Nowhere is failure more disturbing than in reference to California’s close to 5.9 million public school children – the largest K-12 public education system in the country. In fiscal year 2023-2024 California will spend about $128 billion on K-12 public education, an amount exceeding the entire budget of all states except New York. Despite this level of spending, about 75 percent of California students lack proficiency in core subject areas based on federal education standards.

These worrying results occurred even as spending soared. In the year prior to the pandemic, large numbers of students were already struggling to meet grade-level expectations. Now, two out of three California students do not meet math standards, and more than half do not meet English standards on state assessments. Overall, 46.66% of California public students are at or above grade level for English Language Arts or ELA (reading, writing, etc.), while only 34.62% met or exceeded the math standard on the Smarter Balanced 2023 tests.

How California fails Latino and other minority students

Latino students, who constitute 56.1% of California’s public-school students, are primary casualties of these aforementioned achievement gaps. According to the latest California testing results, only 36.08% of Latino students met or exceeded ELA proficiency.

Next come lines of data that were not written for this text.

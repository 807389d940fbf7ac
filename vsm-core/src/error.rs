//! Error Types
//!
//! Failures that abort a value stream map request. Revision inconsistencies
//! are not errors; they surface as a warning view type on the affected node.

use thiserror::Error;

use crate::graph::NodeId;

/// Errors raised while building or laying out a value stream map.
#[derive(Debug, Error)]
pub enum VsmError {
    /// The lineage contains a cycle and cannot be laid out.
    #[error("Value stream map of '{root}' cannot be displayed: cyclic dependency detected")]
    CyclicDependency { root: NodeId },

    /// An add operation referenced a node that was never added.
    #[error("Node '{0}' is not part of the value stream map")]
    UnknownNode(NodeId),

    #[error("Pipeline '{pipeline}' with counter '{counter}' not found.")]
    PipelineNotFound { pipeline: NodeId, counter: u32 },

    #[error("Material with fingerprint '{0}' not found.")]
    MaterialNotFound(String),

    #[error("Modification '{revision}' for material with fingerprint '{fingerprint}' not found.")]
    ModificationNotFound { revision: String, fingerprint: String },

    #[error("Invalid configuration: {0}")]
    Config(#[from] serde_json::Error),
}

impl VsmError {
    /// True when the failure is a dependency cycle, which callers report
    /// separately from every other failure.
    pub fn is_cyclic(&self) -> bool {
        matches!(self, VsmError::CyclicDependency { .. })
    }
}

/// Result alias used throughout the crate.
pub type Result<T> = std::result::Result<T, VsmError>;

Only 22.69% met or exceeded proficiency standards in math. According to the latest National Assessment of Educational Progress (NAEP) – commonly referred to as the “Nation’s Report Card” – California 4th graders scored lower in mathematics proficiency than those in 29 other states/jurisdictions, with only 30 percent at or above the NAEP standard. California only exceeded five states/jurisdictions. Latino students in the state had an average score that was 27 points lower than that of White students. This performance gap is not significantly different from that in 2000 – almost a quarter century ago!

In contrast, 41% of Florida’s 4th graders and 38% of Texas’ 4th graders scored at or above the level of proficiency in math, significantly better than their California counterparts. Florida’s Latino students had an average score that, while still troubling, was only 17 points lower than that for White students — 10 points better compared to California. Texas’ Latino students had an average score that was 21 points lower than that for White students – worse that Florida’s but better than California’s.

Reading outcomes for California’s 4th graders showed poor outcomes as well. Overall, just 31% of 4th graders scored at or above the level of proficiency in reading. California’s Latino student had an average score 29 points lower than White students. This performance gap is not significantly different from 1993! 39% of Florida’s 4th graders scored at or above proficiency level in reading.

Overall, Latino students in both Florida and Texas outperformed those in California.

California’s education system is deeply flawed. The most powerful database of educational outcomes for California’s students is the state’s own Smarter Balanced test. According to the Smarter Balanced test, only one in three students met the standard in math. Scores on that exam showed a paltry 27.35% of 11th graders met or exceeded proficiency standards in math and just over half — 55.41% — met or exceeded proficiency standards in ELA.

These dismal math and ELA proficiency outcomes threaten a trajectory for upward mobility for Latino students in California. Stark gaps for Latino students have perniciously persisted for decades, irrespective of geographic region or the approximately 1000 school districts in California.

Mapping Systemic Failure

Consider these disturbing statistics:

In Los Angeles Unified School District — the largest school district in the state — Latino students fall behind their White counterparts in ELA by some 30 percentage points: 65.4% proficiency for Whites; 35.33% proficiency for Latinos. Similar gaps exist for Math as well: 54.97% proficiency for Whites; only 24.29% proficiency for Latinos.

In San Diego Unified School District, the gaps are even greater: 72.11% ELA proficiency for White students; only 38.21% proficiency for Latino students. In math, it is 64.81% proficiency for White students; 26.1% proficiency for Latinos.

In Sacramento City Unified School District, in the shadow of the State Capitol, White students have a 60.05% ELA proficiency while Latino students only have 30.57%. In math, White students show a 49.31% proficiency level, contrasted with 20.46% for Latino students.

In the Coachella Valley School District - on the eastern side of the state and a high poverty community — all students fare dismally, underscoring the state neglect of its more rural, lower-income, farm working communities. But once again, there are large achievement gaps between Latino students and White students. Only 13.83% of Latino students meet or are proficient in math compared with 17.81% of White students. In ELA, only 30.66% of White students meet or exceed proficiency, and only 26.11% of Latino students.

We demonstrate these ominous trends in the maps above. The reality is simply too stark to ignore.

Read the full report (PDF; this section starts on page 20)


Sen. Gloria Romero (Ret.) was elected to the 24th Senate District in 2001 and served as Senate Majority Leader—the first woman to ever hold that leadership position in the history of the California State Senate. Romero holds a PhD in Social/Personality Psychology and is Professor Emeritus at California State University, Los Angeles. She is the author of California’s groundbreaking Romero Open Enrollment Act, also known as the “Parent Trigger” law, which provides opportunities for school choice for parents of children trapped in chronically academic under-performing, failing schools. She is the co-founder of the innovative independent charter school, Explore Academy, in Orange County, California.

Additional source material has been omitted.